Records from a collection
'''
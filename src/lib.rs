//! RAII-scoped connections, prepared statements and lazy row cursors over the
//! SQLite C API.
//!
//! Open a database, prepare a statement once and run it with different
//! parameters, then walk the matching rows:
//!
//! ```rust
//! use scoped_sqlite::{Database, params};
//!
//! let db = Database::open_memory()?;
//! db.exec("CREATE TABLE test (id INTEGER, name TEXT);")?;
//!
//! let mut insert = db.prepare("INSERT INTO test (id, name) VALUES (?, ?)")?;
//! insert.execute_with(&params![1, "One"])?;
//! insert.execute_with(&params![2, "Two"])?;
//!
//! let mut select = db.prepare("SELECT id, name FROM test WHERE id BETWEEN ? AND ?")?;
//! let mut rows = select.cursor_with(&params![1, 2])?;
//! let mut names = Vec::new();
//! while let Some(row) = rows.next()? {
//!     names.push(row.text(1)?);
//! }
//! assert_eq!(names, ["One", "Two"]);
//! # Ok::<(), scoped_sqlite::Error>(())
//! ```
//!
//! Everything here is single-threaded and blocking: none of the handle types
//! are `Send` or `Sync`.

mod binding;
mod config;
mod database;
mod error;
mod raw;
mod row;
mod rows;
mod statement;
mod transaction;
mod types;

pub mod prelude;

pub use config::{DatabaseOptions, DatabaseOptionsBuilder, JournalMode, MEMORY_PATH, OpenMode};
pub use database::Database;
pub use error::{EngineError, Error, ErrorCode, Result, UsageError};
pub use row::{FromColumn, Row};
pub use rows::{MappedRows, Rows};
pub use statement::{CursorState, Statement};
pub use transaction::Transaction;
pub use types::{ColumnType, Null, Value};

/// Version of the linked SQLite library, e.g. `"3.46.0"`.
#[must_use]
pub fn sqlite_version() -> &'static str {
    rusqlite::version()
}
'''
• [Work request]
All lines from the one containing "mod transaction;" to the end of the records are to be duplicated exactly, and no other lines are to be given.

• [Task answer]
mod transaction;
mod types;

pub mod prelude;

pub use config::{DatabaseOptions, DatabaseOptionsBuilder, JournalMode, MEMORY_PATH, OpenMode};
pub use database::Database;
pub use error::{EngineError, Error, ErrorCode, Result, UsageError};
pub use row::{FromColumn, Row};
pub use rows::{MappedRows, Rows};
pub use statement::{CursorState, Statement};
pub use transaction::Transaction;
pub use types::{ColumnType, Null, Value};

/// Version of the linked SQLite library, e.g. `"3.46.0"`.
#[must_use]
pub fn sqlite_version() -> &'static str {
    rusqlite::version()
}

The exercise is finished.